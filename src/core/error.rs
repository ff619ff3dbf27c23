//! IG-002: Error taxonomy per engine phase.
//!
//! Build and resolution errors abort before any external call. Execution
//! errors classify adapter outcomes. Journal errors are fatal for a run.

use super::types::{ActionId, ActionStatus, ParamType, RunReport};
use thiserror::Error;

/// Graph construction errors.
#[derive(Debug, Clone, PartialEq, Eq, Error)]
pub enum BuildError {
    #[error("duplicate action id '{0}'")]
    DuplicateActionId(ActionId),

    #[error("invalid reference to '{reference}' in '{context}': {reason}")]
    InvalidReference {
        context: String,
        reference: String,
        reason: String,
    },

    #[error("duplicate export '{0}'")]
    DuplicateExport(String),

    #[error("invalid name '{name}': {reason}")]
    InvalidName { name: String, reason: String },

    #[error("invalid literal in '{context}': {reason}")]
    InvalidLiteral { context: String, reason: String },

    #[error("dependency cycle detected: {}", join_path(.path))]
    Cycle { path: Vec<ActionId> },
}

fn join_path(path: &[ActionId]) -> String {
    path.iter()
        .map(ActionId::as_str)
        .collect::<Vec<_>>()
        .join(" -> ")
}

/// Parameter and input resolution errors.
#[derive(Debug, Clone, PartialEq, Eq, Error)]
pub enum ResolutionError {
    #[error("missing parameter '{name}': no override and no default")]
    MissingParameter { name: String },

    #[error("parameter '{name}' expects {expected}, got {found}")]
    TypeMismatch {
        name: String,
        expected: ParamType,
        found: String,
    },

    #[error("unknown parameter '{name}'")]
    UnknownParameter { name: String },

    #[error("future '{future}' read by '{action}' before its action completed")]
    FutureNotReady { action: ActionId, future: String },
}

/// Classified outcome of a failed external call.
#[derive(Debug, Clone, PartialEq, Eq, Error)]
pub enum ExecutionError {
    /// Network/timeout class; retried per policy.
    #[error("transient failure: {0}")]
    Transient(String),

    /// Rejected/reverted class; never retried.
    #[error("permanent failure: {0}")]
    Permanent(String),
}

impl ExecutionError {
    pub fn is_transient(&self) -> bool {
        matches!(self, Self::Transient(_))
    }

    pub fn reason(&self) -> &str {
        match self {
            Self::Transient(r) | Self::Permanent(r) => r,
        }
    }
}

/// Journal store errors. All are fatal for the run.
#[derive(Debug, Clone, PartialEq, Eq, Error)]
pub enum JournalError {
    #[error("journal I/O failure at {path}: {reason}")]
    IoFailure { path: String, reason: String },

    #[error("corrupt journal entry {path}: {reason}")]
    Corrupt { path: String, reason: String },

    #[error("illegal journal transition for {action}: {from} -> {to}")]
    IllegalTransition {
        action: ActionId,
        from: ActionStatus,
        to: ActionStatus,
    },
}

/// A Completed action whose inputs no longer match the description.
#[derive(Debug, Clone, PartialEq, Eq, Error)]
pub enum DriftError {
    #[error("inputs of completed action {action} changed ({recorded} -> {current}); reset it to redeploy")]
    InputsChanged {
        action: ActionId,
        recorded: String,
        current: String,
    },
}

/// Run-level error returned by the engine.
#[derive(Debug, Error)]
pub enum EngineError {
    #[error(transparent)]
    Build(#[from] BuildError),

    #[error(transparent)]
    Resolution(#[from] ResolutionError),

    #[error(transparent)]
    Journal(#[from] JournalError),

    #[error(transparent)]
    Drift(#[from] DriftError),

    #[error("all {failed} attempted action(s) failed")]
    AllActionsFailed {
        failed: usize,
        report: Box<RunReport>,
    },

    #[error("executor task aborted: {0}")]
    TaskAborted(String),
}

--- EXERCISE REQUIREMENTS ---
Repeat all of the records verbatim, leaving nothing out.

--- RESULT FOR THIS EXERCISE ---
filename src/core/error.rs
repository ff619ff3dbf27c23
//! IG-002: Error taxonomy per engine phase.
//!
//! Build and resolution errors abort before any external call. Execution
//! errors classify adapter outcomes. Journal errors are fatal for a run.

use super::types::{ActionId, ActionStatus, ParamType, RunReport};
use thiserror::Error;

/// Graph construction errors.
#[derive(Debug, Clone, PartialEq, Eq, Error)]
pub enum BuildError {
    #[error("duplicate action id '{0}'")]
    DuplicateActionId(ActionId),

    #[error("invalid reference to '{reference}' in '{context}': {reason}")]
    InvalidReference {
        context: String,
        reference: String,
        reason: String,
    },

    #[error("duplicate export '{0}'")]
    DuplicateExport(String),

    #[error("invalid name '{name}': {reason}")]
    InvalidName { name: String, reason: String },

    #[error("invalid literal in '{context}': {reason}")]
    InvalidLiteral { context: String, reason: String },

    #[error("dependency cycle detected: {}", join_path(.path))]
    Cycle { path: Vec<ActionId> },
}

fn join_path(path: &[ActionId]) -> String {
    path.iter()
        .map(ActionId::as_str)
        .collect::<Vec<_>>()
        .join(" -> ")
}

/// Parameter and input resolution errors.
#[derive(Debug, Clone, PartialEq, Eq, Error)]
pub enum ResolutionError {
    #[error("missing parameter '{name}': no override and no default")]
    MissingParameter { name: String },

    #[error("parameter '{name}' expects {expected}, got {found}")]
    TypeMismatch {
        name: String,
        expected: ParamType,
        found: String,
    },

    #[error("unknown parameter '{name}'")]
    UnknownParameter { name: String },

    #[error("future '{future}' read by '{action}' before its action completed")]
    FutureNotReady { action: ActionId, future: String },
}

/// Classified outcome of a failed external call.
#[derive(Debug, Clone, PartialEq, Eq, Error)]
pub enum ExecutionError {
    /// Network/timeout class; retried per policy.
    #[error("transient failure: {0}")]
    Transient(String),

    /// Rejected/reverted class; never retried.
    #[error("permanent failure: {0}")]
    Permanent(String),
}

impl ExecutionError {
    pub fn is_transient(&self) -> bool {
        matches!(self, Self::Transient(_))
    }

    pub fn reason(&self) -> &str {
        match self {
            Self::Transient(r) | Self::Permanent(r) => r,
        }
    }
}

/// Journal store errors. All are fatal for the run.
#[derive(Debug, Clone, PartialEq, Eq, Error)]
pub enum JournalError {
    #[error("journal I/O failure at {path}: {reason}")]
    IoFailure { path: String, reason: String },

    #[error("corrupt journal entry {path}: {reason}")]
    Corrupt { path: String, reason: String },

    #[error("illegal journal transition for {action}: {from} -> {to}")]
    IllegalTransition {
        action: ActionId,
        from: ActionStatus,
        to: ActionStatus,
    },
}

/// A Completed action whose inputs no longer match the description.
#[derive(Debug, Clone, PartialEq, Eq, Error)]
pub enum DriftError {
    #[error("inputs of completed action {action} changed ({recorded} -> {current}); reset it to redeploy")]
    InputsChanged {
        action: ActionId,
        recorded: String,
        current: String,
    },
}

/// Run-level error returned by the engine.
#[derive(Debug, Error)]
pub enum EngineError {
    #[error(transparent)]
    Build(#[from] BuildError),

    #[error(transparent)]
    Resolution(#[from] ResolutionError),

    #[error(transparent)]
    Journal(#[from] JournalError),

    #[error(transparent)]
    Drift(#[from] DriftError),

    #[error("all {failed} attempted action(s) failed")]
    AllActionsFailed {
        failed: usize,
        report: Box<RunReport>,
    },

    #[error("executor task aborted: {0}")]
    TaskAborted(String),
}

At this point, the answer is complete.